What the task requires → Lines before the one containing "(the priority of" are left out; return that line and all lines after it, exactly, through the end of the records below.

=== Exercise material ===

impl Debug for Pipeline {
    fn fmt(&self, f: &mut std::fmt::Formatter<'_>) -> std::fmt::Result {
        let stages: Vec<_> = self
            .stages
            .iter()
            .map(|_| DebugDyn::from("Stage"))
            .collect();
        let interfaces: Vec<_> = self
            .children
            .iter()
            .filter_map(|id| self.stage_data(*id))
            .map(|data| format!("{} {}", data.name(), FlagsDisplay(data.interface_flags())))
            .collect();

        f.debug_struct("Pipeline")
            .field("name", &self.name)
            .field("children", &interfaces)
            .field("stages", &stages)
            .field("initialised", &self.initialised)
            .finish()
    }
}

#[cfg(test)]
mod tests {
    use std::cell::RefCell;

    use super::*;
    use crate::interface::InterfaceState;
    use crate::interface::GENERATE;
    use crate::interface::PROPAGATE_FORWARDS;
    use crate::solutions::SolutionBase;
    use crate::solutions::SubTrajectory;
    use crate::stage::PropertyError;
    use crate::stages::Generate;
    use crate::stages::Generated;
    use crate::stages::Generator;
    use crate::stages::Propagate;
    use crate::stages::Propagated;
    use crate::stages::PropagatingEitherWay;
    use crate::termination::ComputeBudget;
    use crate::termination::Indefinite;

    #[derive(Debug)]
    struct Seeds(Vec<f64>);

    impl Generate for Seeds {
        fn can_compute(&self) -> bool {
            !self.0.is_empty()
        }

        fn compute(&mut self) -> Generated {
            let priority = self.0.remove(0);
            Generated::new(StateDraft::new(priority, priority), SubTrajectory::new(0.0))
        }
    }

    /// Fails on states whose priority is at least the limit.
    #[derive(Debug)]
    struct Below(f64);

    impl Propagate for Below {
        fn compute_forward(&mut self, from: &InterfaceState) -> Propagated {
            if from.priority().value() < self.0 {
                Propagated::success(
                    StateDraft::from_shared(from.shared_payload(), from.priority()),
                    SubTrajectory::new(from.priority().value()),
                )
            } else {
                Propagated::failure(SubTrajectory::failure().with_comment("too expensive"))
            }
        }
    }

    /// Generates `count` states with the priority `seed`.
    #[derive(Debug)]
    struct Configured;

    impl Stage for Configured {
        fn name(&self) -> &str {
            "configured"
        }

        fn required_interface(&self) -> InterfaceFlags {
            GENERATE
        }

        fn declare_properties(&self, properties: &mut PropertyMap) {
            properties.declare::<f64>("seed", "the priority of the generated states");
            properties.declare_with_default("count", 1_usize, "how many states to generate");
        }

        fn can_compute(&self, context: ReadContext) -> bool {
            let data = context.stage();
            let count = data
                .properties()
                .get::<usize>("count")
                .ok()
                .flatten()
                .copied()
                .unwrap_or(0);
            data.solutions().num_solutions() < count
        }

        fn compute(&mut self, mut context: ComputeContext) {
            let Ok(Some(&seed)) = context.stage().properties().get::<f64>("seed") else {
                return;
            };
            let _ = context.spawn(StateDraft::new((), seed), SubTrajectory::new(0.0));
        }
    }

    fn seeded(seeds: Vec<f64>, limit: f64) -> (Pipeline, StageId, StageId) {
        let mut pipeline = Pipeline::new("pipeline");
        let generator = pipeline.add_stage(Generator::new("seeds", Seeds(seeds)));
        let forward = pipeline.add_stage(PropagatingEitherWay::forward("below", Below(limit)));
        pipeline.initialise().expect("generator feeds the propagator");
        (pipeline, generator, forward)
    }

    #[test]
    fn computing_requires_initialisation() {
        let mut pipeline = Pipeline::new("pipeline");
        let generator = pipeline.add_stage(Generator::new("seeds", Seeds(vec![1.0])));

        assert_eq!(Err(ConfigurationError::NotInitialised), pipeline.compute(generator));
        assert!(!pipeline.can_compute(generator));
        assert_eq!(
            Err(ConfigurationError::NotInitialised),
            pipeline.run(Indefinite)
        );
    }

    #[test]
    fn unknown_stages_are_reported() {
        let (mut pipeline, _, _) = seeded(vec![], 1.0);

        assert_eq!(
            Err(ConfigurationError::UnknownStage(StageId(9))),
            pipeline.compute(StageId(9))
        );
    }

    #[test]
    fn run_drains_every_stage() {
        let (mut pipeline, generator, forward) = seeded(vec![1.0, 5.0, 2.0], 3.0);

        let num_computes = pipeline.run(Indefinite).expect("initialised");

        assert_eq!(6, num_computes);
        assert!(!pipeline.can_compute(generator));
        assert!(!pipeline.can_compute(forward));
        let data = pipeline.stage_data(forward).expect("stage exists");
        assert_eq!(2, data.solutions().num_solutions());
        assert_eq!(1, data.solutions().num_failures());
        assert_eq!(2, pipeline.back_sink().map_or(0, Interface::len));
    }

    #[test]
    fn run_respects_the_compute_budget() {
        let (mut pipeline, _, _) = seeded(vec![1.0, 2.0, 3.0], 10.0);

        let num_computes = pipeline.run(ComputeBudget::new(4)).expect("initialised");

        assert_eq!(4, num_computes);
    }

    #[test]
    fn step_polls_every_stage_once() {
        let (mut pipeline, _, _) = seeded(vec![1.0, 2.0], 10.0);

        // The propagator is polled after the generator, so it consumes the fresh state at once.
        assert_eq!(2, pipeline.step().expect("initialised"));
        assert_eq!(2, pipeline.step().expect("initialised"));
        assert_eq!(0, pipeline.step().expect("initialised"));
    }

    #[test]
    fn introspection_retains_failures() {
        let (mut pipeline, _, forward) = seeded(vec![7.0, 8.0], 3.0);
        pipeline.set_introspection(Some(Introspection::new("task")));
        let _ = pipeline.step().expect("initialised");

        pipeline.set_introspection(None);
        let _ = pipeline.run(Indefinite).expect("initialised");

        let data = pipeline.stage_data(forward).expect("stage exists");
        assert_eq!(2, data.solutions().num_failures());
        assert_eq!(1, data.solutions().failures().len());
        assert_eq!("too expensive", data.solutions().failures()[0].comment());
    }

    #[test]
    fn callbacks_see_successes_only() {
        let (mut pipeline, _, forward) = seeded(vec![1.0, 9.0, 2.0], 3.0);
        let seen = Rc::new(RefCell::new(vec![]));
        let seen_by_callback = Rc::clone(&seen);
        let callback = pipeline
            .add_solution_callback(forward, move |solution: &Rc<SolutionBase>| {
                seen_by_callback.borrow_mut().push(solution.cost())
            })
            .expect("stage exists");

        let _ = pipeline.run(Indefinite).expect("initialised");

        assert_eq!(vec![Cost::new(1.0), Cost::new(2.0)], *seen.borrow());
        assert!(pipeline.remove_solution_callback(forward, callback));
        assert!(!pipeline.remove_solution_callback(forward, callback));
    }

    #[test]
    fn consumed_states_keep_their_priority() {
        let (mut pipeline, generator, forward) = seeded(vec![1.0], 10.0);
        assert!(pipeline.compute(generator).expect("initialised"));
        let queued = pipeline
            .stage_data(forward)
            .and_then(StageData::starts)
            .and_then(|starts| pipeline.interface(starts))
            .and_then(Interface::cheapest)
            .expect("the seed reached the propagator");

        assert!(pipeline.compute(forward).expect("initialised"));

        assert!(!pipeline.update_state_priority(queued, Cost::new(0.5)));
        assert_eq!(
            Some(Cost::new(1.0)),
            pipeline.states().get(queued).map(InterfaceState::priority)
        );
    }

    #[test]
    fn stages_are_wired_to_their_neighbours() {
        let (pipeline, generator, forward) = seeded(vec![], 1.0);
        let generator = pipeline.stage_data(generator).expect("stage exists");
        let forward = pipeline.stage_data(forward).expect("stage exists");

        assert_eq!(forward.starts(), generator.next_starts());
        assert_eq!(
            pipeline.front_sink().map(Interface::id),
            generator.prev_ends()
        );
        assert_eq!(pipeline.back_sink().map(Interface::id), forward.next_starts());
        assert_eq!(Some(1), forward.hierarchy().map(|hierarchy| hierarchy.position));
        assert_eq!(PROPAGATE_FORWARDS, forward.interface_flags());
    }

    #[test]
    fn removed_stage_leaves_no_push_target() {
        let (mut pipeline, generator, forward) = seeded(vec![1.0], 10.0);
        let starts = pipeline
            .stage_data(forward)
            .and_then(StageData::starts)
            .expect("propagator reads starts");

        assert!(pipeline.remove_stage(forward).is_some());

        assert!(pipeline.interface(starts).is_none());
        assert_eq!(&[generator], pipeline.stage_ids());
        assert!(pipeline.compute(generator).expect("still initialised"));
        assert_eq!(2, pipeline.states().len());
        assert_eq!(1, pipeline.front_sink().map_or(0, Interface::len));
        let data = pipeline.stage_data(generator).expect("stage exists");
        assert_eq!(1, data.statistics().num_states_sent);

        pipeline.initialise().expect("a lone generator is valid");
        assert_eq!(
            pipeline.back_sink().map(Interface::id),
            pipeline
                .stage_data(generator)
                .and_then(StageData::next_starts)
        );
    }

    #[test]
    fn undefined_properties_prevent_initialisation() {
        let mut pipeline = Pipeline::new("pipeline");
        let configured = pipeline.add_stage(Configured);

        assert_eq!(
            Err(ConfigurationError::Property {
                stage: "configured".to_owned(),
                source: PropertyError::Undefined(vec![
                    "'seed' (the priority of the generated states)".to_owned()
                ]),
            }),
            pipeline.initialise()
        );
        assert!(!pipeline.is_initialised());

        let properties = pipeline.properties_mut(configured).expect("stage exists");
        properties.set("seed", 4.0_f64).expect("declared as f64");
        properties.set("count", 2_usize).expect("declared as usize");
        pipeline.initialise().expect("every property is defined");

        assert_eq!(2, pipeline.run(Indefinite).expect("initialised"));
        assert_eq!(2, pipeline.back_sink().map_or(0, Interface::len));
        assert_eq!(
            Some(Cost::new(4.0)),
            pipeline
                .back_sink()
                .and_then(Interface::cheapest)
                .and_then(|state| pipeline.states().get(state))
                .map(InterfaceState::priority)
        );
    }

    #[test]
    fn feeding_an_empty_pipeline_fails() {
        let mut pipeline = Pipeline::new("empty");
        pipeline.initialise().expect("nothing to validate");

        assert_eq!(
            Err(ConfigurationError::EmptyPipeline),
            pipeline.insert_start(StateDraft::new((), 0.0))
        );
    }

    #[test]
    fn feeding_a_stage_which_does_not_read_fails() {
        let (mut pipeline, generator, _) = seeded(vec![], 1.0);

        assert_eq!(
            Err(ConfigurationError::UnconnectedInterface {
                stage: "seeds".to_owned(),
                flag: InterfaceFlag::ReadsStart
            }),
            pipeline.insert_state(generator, Direction::Forward, StateDraft::new((), 0.0))
        );
    }
}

===

Response →
                    "'seed' (the priority of the generated states)".to_owned()
                ]),
            }),
            pipeline.initialise()
        );
        assert!(!pipeline.is_initialised());

        let properties = pipeline.properties_mut(configured).expect("stage exists");
        properties.set("seed", 4.0_f64).expect("declared as f64");
        properties.set("count", 2_usize).expect("declared as usize");
        pipeline.initialise().expect("every property is defined");

        assert_eq!(2, pipeline.run(Indefinite).expect("initialised"));
        assert_eq!(2, pipeline.back_sink().map_or(0, Interface::len));
        assert_eq!(
            Some(Cost::new(4.0)),
            pipeline
                .back_sink()
                .and_then(Interface::cheapest)
                .and_then(|state| pipeline.states().get(state))
                .map(InterfaceState::priority)
        );
    }

    #[test]
    fn feeding_an_empty_pipeline_fails() {
        let mut pipeline = Pipeline::new("empty");
        pipeline.initialise().expect("nothing to validate");

        assert_eq!(
            Err(ConfigurationError::EmptyPipeline),
            pipeline.insert_start(StateDraft::new((), 0.0))
        );
    }

    #[test]
    fn feeding_a_stage_which_does_not_read_fails() {
        let (mut pipeline, generator, _) = seeded(vec![], 1.0);

        assert_eq!(
            Err(ConfigurationError::UnconnectedInterface {
                stage: "seeds".to_owned(),
                flag: InterfaceFlag::ReadsStart
            }),
            pipeline.insert_state(generator, Direction::Forward, StateDraft::new((), 0.0))
        );
    }
}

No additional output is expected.